Abdoul Mbaye : le banquier n’était pas une banquise

En apparence, il semble distant, introverti. En apparence seulement, puisque sa réaction, en avril 2016, sur la sortie d’un livre d’une écrivaine tunisienne blasphémant contre le Prophète de l’Islam, a fait découvrir le côté sensible d’Abdoul Mbaye. ‘‘La véritable intolérance est celle qui insulte la croyance d’autrui. On peut être critique et on l’accepte, mais insulter nos croyances, notre prophète, cela, on ne l’accepte pas », a-t-il déclaré en larmes au sortir de la prière de vendredi. Venu répondre à l’invitation du secrétaire exécutif de l’ONG Jamra,  l’imam Massamba Diop, le premier Premier ministre de la deuxième Alternance n’avait pas manqué de souligner le rôle qu’il a joué en amont pour la non-publication de ce livre au Sénégal. 

Moustapha Niasse et les ‘‘salopards’’ de l’Afp 

Le président de l’Assemblée nationale n’a pas pleuré. Il a disjoncté. Pas connu pour être un adepte du trash-talking comme son homonyme et collègue ‘‘el pistolero’’, il n’empêche qu’il a aussi craqué verbalement. ‘‘Nous travaillons main dans la main avec le Président Macky Sall. Aucun djinn, aucun imbécile, aucun salopard, aucun ambitieux ne peut constituer un obstacle’’, s’était emporté l’actuel président de l’Assemblée nationale en janvier 2015. Excédé par les courants contestataires de son parti Alliance des Forces de progrès (Afp) qui subodorait une vassalisation à l’Apr, l’homme de juin 1999  part en vrille, dans une déclaration en wolof, lors d’une cérémonie de présentation de vœux. Hué par une partie des jeunesses d’Afp et applaudi par une autre, Moustapha Niasse a lavé l’affront deux mois plus tard en excluant le numéro 2 du parti, Malick Gakou, soupçonné d’être à l’origine de ces dissensions, qui fondera lui-même  sa formation politique, le Grand parti, deux mois après en mai 2015. 

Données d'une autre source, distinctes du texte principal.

//! Error types for the request pipeline
//!
//! Provides the error taxonomy for:
//! - Topic validation (handled locally, never reaches the crew)
//! - Failures surfaced by the crew at the call boundary
//! - Configuration problems detected at startup
//! - Illegal pipeline state transitions

use crate::state_machine::PipelineState;
use serde::{Deserialize, Serialize};

/// Topic validation failures
#[derive(Debug, Clone, PartialEq, Eq, thiserror::Error)]
pub enum ValidationError {
    /// Trimmed topic shorter than the configured minimum
    #[error("Topic must be at least {min} characters long (got {actual}).")]
    TooShort { min: usize, actual: usize },

    /// Trimmed topic longer than the configured maximum
    #[error("Topic must be at most {max} characters long (got {actual}).")]
    TooLong { max: usize, actual: usize },

    /// Empty or whitespace-only topic
    #[error("Please enter a topic to research.")]
    Empty,

    /// Topic contains a control or markup character
    #[error("Topic contains a disallowed character {ch:?} at position {position}.")]
    DisallowedCharacter { ch: char, position: usize },
}

/// Failure surfaced by a crew runner
///
/// This is the only error type that crosses the orchestration boundary.
/// Runners map their transport-specific failures onto these variants so the
/// classifier can work from structure first and message text second.
#[derive(Debug, thiserror::Error)]
pub enum ExecutionError {
    /// The crew service or model provider answered with an HTTP error
    #[error("crew service returned HTTP {status}: {body}")]
    Status { status: u16, body: String },

    /// The crew service could not be reached
    #[error("connection error: {0}")]
    Connection(String),

    /// The crew program could not be started
    #[error("failed to launch crew program `{program}`: {message}")]
    Launch { program: String, message: String },

    /// The crew program exited unsuccessfully
    #[error("crew program failed (exit code {code:?}, signal {signal:?}): {stderr}")]
    Process {
        code: Option<i32>,
        signal: Option<i32>,
        stderr: String,
    },

    /// The crew produced output that could not be used as a report
    #[error("invalid crew output: {0}")]
    InvalidOutput(String),

    /// Anything else
    #[error("{0}")]
    Other(String),
}

impl ExecutionError {
    /// Category implied by the error's structure alone, if any
    ///
    /// Message-based rules only run when this returns `None`.
    #[must_use]
    pub fn category_hint(&self) -> Option<ErrorCategory> {
        match self {
            Self::Status { status, .. } => match status {
                401 | 402 | 403 | 429 | 500..=599 => Some(ErrorCategory::Api),
                _ => None,
            },
            Self::Connection(_) => Some(ErrorCategory::Connection),
            Self::Process { code, signal, .. } => {
                // SIGKILL / 128+9: the usual signature of the OOM killer
                if *signal == Some(9) || *code == Some(137) {
                    Some(ErrorCategory::Memory)
                } else {
                    None
                }
            }
            Self::Launch { .. } | Self::InvalidOutput(_) | Self::Other(_) => None,
        }
    }
}

/// User-facing failure categories
#[derive(Debug, Clone, Copy, PartialEq, Eq, Hash, Serialize, Deserialize)]
#[serde(rename_all = "snake_case")]
pub enum ErrorCategory {
    /// Topic rejected before any crew call
    Validation,
    /// Authentication, quota or provider failure
    Api,
    /// Network reachability
    Connection,
    /// Resource exhaustion
    Memory,
    /// Anything else
    General,
}

impl ErrorCategory {
    /// Short title shown above the error message
    #[must_use]
    pub fn title(&self) -> &'static str {
        match self {
            Self::Validation => "Invalid topic",
            Self::Api => "API error",
            Self::Connection => "Connection error",
            Self::Memory => "Memory error",
            Self::General => "An error occurred during research",
        }
    }

    /// Troubleshooting hint shown below the error message
    #[must_use]
    pub fn hint(&self) -> &'static str {
        match self {
            Self::Validation => {
                "Enter a short, plain-text research topic without markup or control characters."
            }
            Self::Api => {
                "Check that your API key is set and valid, and that your provider account has remaining quota."
            }
            Self::Connection => {
                "Check your network connection and make sure the model provider or crew service is reachable."
            }
            Self::Memory => {
                "The crew ran out of resources. Try a narrower topic or free up memory and try again."
            }
            Self::General => "Please try again or check your configuration.",
        }
    }

    /// Whether this category classifies a failure of the crew call
    #[inline]
    #[must_use]
    pub fn is_execution_failure(&self) -> bool {
        !matches!(self, Self::Validation)
    }
}

impl std::fmt::Display for ErrorCategory {
    fn fmt(&self, f: &mut std::fmt::Formatter<'_>) -> std::fmt::Result {
        let name = match self {
            Self::Validation => "ValidationError",
            Self::Api => "ApiError",
            Self::Connection => "ConnectionError",
            Self::Memory => "MemoryError",
            Self::General => "GeneralError",
        };
        f.write_str(name)
    }
}

/// Configuration errors
#[derive(Debug, thiserror::Error)]
pub enum ConfigError {
    /// A classification pattern is not a valid regular expression
    #[error("invalid classification pattern {pattern:?}: {source}")]
    InvalidPattern {
        pattern: String,
        #[source]
        source: regex::Error,
    },

    /// Topic rules are inconsistent
    #[error("invalid topic rules: {0}")]
    InvalidTopicRules(String),

    /// Config file could not be read
    #[error("failed to read config file {path}: {source}")]
    Read {
        path: String,
        #[source]
        source: std::io::Error,
    },

    /// Config file could not be parsed
    #[error("failed to parse config: {0}")]
    Parse(String),

    /// Effective config could not be rendered
    #[error("failed to serialize config: {0}")]
    Serialize(String),
}

/// Illegal pipeline state transition
#[derive(Debug, Clone, Copy, PartialEq, Eq, thiserror::Error)]
#[error("illegal pipeline transition {from:?} -> {to:?}")]
pub struct TransitionError {
    pub from: PipelineState,
    pub to: PipelineState,
}

#[cfg(test)]
mod tests {
    use super::*;

    #[test]
    fn validation_messages_name_the_limit() {
        let err = ValidationError::TooShort { min: 3, actual: 2 };
        assert!(err.to_string().contains("at least 3"));

        let err = ValidationError::TooLong { max: 200, actual: 201 };
        assert!(err.to_string().contains("at most 200"));
    }

    #[test]
    fn status_hints() {
        let hint = |status| ExecutionError::Status { status, body: String::new() }.category_hint();
        assert_eq!(hint(401), Some(ErrorCategory::Api));
        assert_eq!(hint(429), Some(ErrorCategory::Api));
        assert_eq!(hint(503), Some(ErrorCategory::Api));
        assert_eq!(hint(404), None);
    }

    #[test]
    fn killed_process_hints_memory() {
        let err = ExecutionError::Process {
            code: None,
            signal: Some(9),
            stderr: String::new(),
        };
        assert_eq!(err.category_hint(), Some(ErrorCategory::Memory));

        let err = ExecutionError::Process {
            code: Some(1),
            signal: None,
            stderr: "boom".to_string(),
        };
        assert_eq!(err.category_hint(), None);
    }

    #[test]
    fn categories_have_distinct_hints() {
        let all = [
            ErrorCategory::Validation,
            ErrorCategory::Api,
            ErrorCategory::Connection,
            ErrorCategory::Memory,
            ErrorCategory::General,
        ];
        for (i, a) in all.iter().enumerate() {
            for b in &all[i + 1..] {
                assert_ne!(a.hint(), b.hint());
            }
        }
    }

    #[test]
    fn category_display_uses_taxonomy_names() {
        assert_eq!(ErrorCategory::Connection.to_string(), "ConnectionError");
        assert_eq!(ErrorCategory::Api.to_string(), "ApiError");
        assert!(!ErrorCategory::Validation.is_execution_failure());
        assert!(ErrorCategory::General.is_execution_failure());
    }

    #[test]
    fn config_errors_name_the_direction() {
        let parse = ConfigError::Parse("expected a table".to_string());
        let serialize = ConfigError::Serialize("unsupported value".to_string());
        assert_eq!(parse.to_string(), "failed to parse config: expected a table");
        assert_eq!(serialize.to_string(), "failed to serialize config: unsupported value");
    }
}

Abdoulaye Wade, petitement

Acculé, aux abois, frustré, énervé, courroucé, le précédent président de la République Abdoulaye Wade pète littéralement un câble, en février 2015, à un mois du verdict de son fils dans une affaire d’enrichissement illicite et de corruption. Sans doute l’une des plus grandes illustrations du politiquement incorrect de la part d’un chef d’Etat. Envers son successeur de surcroît. Devant la presse à Fann, il s’en est pris à l’ascendance du Président Macky Sall de manière violente, la traitant notamment ‘‘d’esclaves’’. Des propos malheureux sans conséquences puisque de l’autre côté, on n’a pas jugé utile de répondre.